Crowe laughed. ‘No, I mean we get a slaughtered pig from somewhere, dress it in a shirt, an’ then one of us stabs it with a paperknife while the other one wiggles it about a bit. See if we can replicate the tear and the wound on this poor guy. Guessin’ only takes us so far – we need evidence more than anythin’.’ He gestured towards the door. ‘Go an’ see if you can find that footman – Brinnell. Bring him back here. I’ve got some questions I want to put to him.’

Sherlock made his way out to the club room. The occupants glanced up at him with irritation as he passed – they’d seen the police, and they obviously knew that something out of the ordinary was happening, but they seemed determined to pretend that everything was as calm as usual within the club’s precincts. Sherlock tried to make himself as small and as quiet as possible. He had to admit, as he wound his way through the plush green armchairs, he couldn’t work out what it was his brother saw in this club. It was the most boring place he’d ever been in – murder excepted, and he presumed that the Diogenes Club was not in the habit of playing host to murder.

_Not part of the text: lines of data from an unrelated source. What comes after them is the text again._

//! Query Surface: read-only operations backing the HTTP layer. No write
//! path lives here.

use std::sync::Arc;

use chrono::{DateTime, Utc};
use serde::Serialize;
use thiserror::Error;

use crate::bus::EventBus;
use crate::broker::BrokerCounters;
use crate::camera::CameraCounters;
use crate::config::{KEY_BUSINESS_EVENTS, KEY_HOURLY_SUMMARY, KEY_WEATHER_AIRPORT, KEY_WEATHER_LOCAL};
use crate::correlator::CorrelatorCounters;
use crate::persister::{PersistError, PersisterCounters, SqliteStore};
use crate::radar::RadarCounters;
use crate::types::{ConsolidatedRecord, WeatherSample, WeatherSnapshot};
use crate::weather::WeatherCounters;

#[derive(Debug, Error)]
pub enum QueryError {
    #[error(transparent)]
    Store(#[from] PersistError),
}

/// Snapshot of every worker's counters, composed fresh on each read by
/// copying each `AtomicU64` rather than holding a lock across the read.
#[derive(Debug, Serialize)]
pub struct HealthSnapshot {
    pub radar_lines_read: u64,
    pub radar_lines_unparseable: u64,
    pub radar_detections_published: u64,
    pub radar_serial_errors: u64,
    pub weather_reads_attempted: u64,
    pub weather_reads_failed: u64,
    pub camera_messages_received: u64,
    pub camera_messages_dropped: u64,
    pub correlator_messages_processed: u64,
    pub correlator_groups_created: u64,
    pub correlator_groups_extended: u64,
    pub correlator_camera_correlated: u64,
    pub correlator_camera_fallback: u64,
    pub correlator_publish_failures: u64,
    pub persister_messages_processed: u64,
    pub persister_secondary_failures: u64,
    pub persister_retention_rows_deleted: u64,
    pub broker_messages_relayed: u64,
    pub broker_messages_dropped_backpressure: u64,
    pub broker_subscribers_connected: u64,
    pub status: &'static str,
}

pub struct QuerySurface {
    bus: Arc<dyn EventBus>,
    store: Arc<SqliteStore>,
    radar_counters: Arc<RadarCounters>,
    weather_counters: Arc<WeatherCounters>,
    camera_counters: Arc<CameraCounters>,
    correlator_counters: Arc<CorrelatorCounters>,
    persister_counters: Arc<PersisterCounters>,
    broker_counters: Arc<BrokerCounters>,
}

impl QuerySurface {
    #[allow(clippy::too_many_arguments)]
    pub fn new(
        bus: Arc<dyn EventBus>,
        store: Arc<SqliteStore>,
        radar_counters: Arc<RadarCounters>,
        weather_counters: Arc<WeatherCounters>,
        camera_counters: Arc<CameraCounters>,
        correlator_counters: Arc<CorrelatorCounters>,
        persister_counters: Arc<PersisterCounters>,
        broker_counters: Arc<BrokerCounters>,
    ) -> Self {
        Self {
            bus,
            store,
            radar_counters,
            weather_counters,
            camera_counters,
            correlator_counters,
            persister_counters,
            broker_counters,
        }
    }

    /// Newest-first, bounded to 1000 regardless of the caller's `limit`.
    pub async fn recent_consolidated(
        &self,
        limit: usize,
        since: Option<DateTime<Utc>>,
    ) -> Result<Vec<ConsolidatedRecord>, QueryError> {
        Ok(self.store.recent_consolidated(limit, since).await?)
    }

    /// Tails the bounded list of noteworthy (high-alert) consolidated
    /// records, independent of the SQLite-backed history.
    pub async fn recent_business_events(&self, limit: usize) -> Vec<ConsolidatedRecord> {
        let Ok(raw) = self.bus.read_bounded_list(KEY_BUSINESS_EVENTS, limit).await else {
            return Vec::new();
        };
        raw.iter()
            .filter_map(|json| serde_json::from_str(json).ok())
            .collect()
    }

    pub async fn recent_hourly_summaries(&self, limit: usize) -> Vec<serde_json::Value> {
        let Ok(raw) = self.bus.read_bounded_list(KEY_HOURLY_SUMMARY, limit).await else {
            return Vec::new();
        };
        raw.iter()
            .filter_map(|json| serde_json::from_str(json).ok())
            .collect()
    }

    pub async fn latest_weather(&self) -> WeatherSnapshot {
        let local = self.fetch_weather(KEY_WEATHER_LOCAL).await;
        let airport = self.fetch_weather(KEY_WEATHER_AIRPORT).await;
        WeatherSnapshot { local, airport }
    }

    async fn fetch_weather(&self, key: &str) -> Option<WeatherSample> {
        match self.bus.get_latest(key).await {
            Ok(Some(json)) => serde_json::from_str(&json).ok(),
            _ => None,
        }
    }

    /// Composes per-component counters into one snapshot; never touches a
    /// lock, each counter set is its own `Arc`-shared atomics.
    pub fn health(&self) -> HealthSnapshot {
        use std::sync::atomic::Ordering::Relaxed;

        let publish_failures = self.correlator_counters.publish_failures.load(Relaxed);
        let secondary_failures = self.persister_counters.secondary_failures.load(Relaxed);
        let serial_errors = self.radar_counters.serial_errors.load(Relaxed);
        let status = if publish_failures > 0 || secondary_failures > 10 || serial_errors > 0 {
            "degraded"
        } else {
            "healthy"
        };

        HealthSnapshot {
            radar_lines_read: self.radar_counters.lines_read.load(Relaxed),
            radar_lines_unparseable: self.radar_counters.lines_unparseable.load(Relaxed),
            radar_detections_published: self.radar_counters.detections_published.load(Relaxed),
            radar_serial_errors: self.radar_counters.serial_errors.load(Relaxed),
            weather_reads_attempted: self.weather_counters.reads_attempted.load(Relaxed),
            weather_reads_failed: self.weather_counters.reads_failed.load(Relaxed),
            camera_messages_received: self.camera_counters.messages_received.load(Relaxed),
            camera_messages_dropped: self.camera_counters.messages_dropped.load(Relaxed),
            correlator_messages_processed: self.correlator_counters.messages_processed.load(Relaxed),
            correlator_groups_created: self.correlator_counters.groups_created.load(Relaxed),
            correlator_groups_extended: self.correlator_counters.groups_extended.load(Relaxed),
            correlator_camera_correlated: self.correlator_counters.camera_correlated.load(Relaxed),
            correlator_camera_fallback: self.correlator_counters.camera_fallback.load(Relaxed),
            correlator_publish_failures: publish_failures,
            persister_messages_processed: self.persister_counters.messages_processed.load(Relaxed),
            persister_secondary_failures: secondary_failures,
            persister_retention_rows_deleted: self.persister_counters.retention_rows_deleted.load(Relaxed),
            broker_messages_relayed: self.broker_counters.messages_relayed.load(Relaxed),
            broker_messages_dropped_backpressure: self.broker_counters.messages_dropped_backpressure.load(Relaxed),
            broker_subscribers_connected: self.broker_counters.subscribers_connected.load(Relaxed),
            status,
        }
    }
}

#[cfg(test)]
mod tests {
    use super::*;
    use crate::bus::InMemoryBus;
    use crate::config;
    use crate::persister::SqliteStore;

    fn surface(bus: Arc<dyn EventBus>) -> QuerySurface {
        let store = Arc::new(SqliteStore::open_in_memory().unwrap());
        QuerySurface::new(
            bus,
            store,
            Arc::new(RadarCounters::default()),
            Arc::new(WeatherCounters::default()),
            Arc::new(CameraCounters::default()),
            Arc::new(CorrelatorCounters::default()),
            Arc::new(PersisterCounters::default()),
            Arc::new(BrokerCounters::default()),
        )
    }

    #[tokio::test]
    async fn health_reports_healthy_with_no_activity() {
        if !config::is_initialized() {
            config::init(config::Config::for_tests());
        }
        let bus = Arc::new(InMemoryBus::new());
        let q = surface(bus);
        assert_eq!(q.health().status, "healthy");
    }

    #[tokio::test]
    async fn health_degrades_on_publish_failures() {
        if !config::is_initialized() {
            config::init(config::Config::for_tests());
        }
        let bus = Arc::new(InMemoryBus::new());
        let q = surface(bus);
        q.correlator_counters
            .publish_failures
            .fetch_add(1, std::sync::atomic::Ordering::Relaxed);
        assert_eq!(q.health().status, "degraded");
    }

    #[tokio::test]
    async fn recent_business_events_round_trips_through_bus() {
        if !config::is_initialized() {
            config::init(config::Config::for_tests());
        }
        let bus: Arc<dyn EventBus> = Arc::new(InMemoryBus::new());
        let q = surface(bus.clone());
        assert!(q.recent_business_events(10).await.is_empty());
    }
}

He found Brinnell in the hall. The footman was looking worried. Sherlock was about to ask him to come back to the Strangers Room when Brinnell raised a finger to his lips and shushed him. Sherlock pointed at Brinnell, then back towards the Strangers Room. Brinnell nodded. He walked past Sherlock, past the stairs to a door that probably led back to the servants’ area. Within a few moments he was back with another liveried footman, this one older and balder. Leaving the man in the hall presumably to stand guard and prevent strangers from wandering in and making a noise, Brinnell followed Sherlock back through the club room.

Crowe was standing exactly where Sherlock had left him.

‘Appreciate you makin’ time to talk to us,’ he said to the footman as Sherlock closed the door. ‘I understand you’ve got a lot on right now, what with the murder and all.’

‘It’s a shocking thing,’ Brinnell said. ‘Shocking it is.’ He glanced over at the corpse. ‘And it’s us that’s got to clear it up, as well.’

‘You escorted the gentleman here to the Strangers Room, didn’t you?’

‘I did, sir. That I did.’

‘How did he approach you?’

Brinnell thought for a moment. ‘He came in through the front door, just like you gentlemen did. He handed me a card. On the back of the card he’d written the name of Mister Holmes, and another few words that I didn’t rightly recognize.’

‘What were those words?’

Brinnell frowned, struggling to remember. ‘I think it was the name of another club,’ he said, ‘but I can’t say I remember which one it was. I thought for a moment the gentleman had come to the wrong place, until I saw Mr Holmes’s name written on the back.’

Another club. For some reason the man’s words grabbed Sherlock’s attention. Another club… He filed the thought away until he could consider it in more detail.

‘So he obviously knew the workings of the Diogenes Club,’ Crowe pointed out. ‘He knew enough not to speak.’

‘I suppose he did, sir. I suppose so.’

‘What did you do then?’

‘I put the card on a tray and took it to Mister Holmes. He was waiting in here already. He looked irritable, like he wasn’t expecting this man, but someone else. Irritable, that’s how he looked. I think he was about to send the bloke away, but he turned the card over and read what was on the back. He seemed to change his mind and he said: “Bring the fellow in, Brinnell.”’ So I came back, fetched the bloke and brought him through.’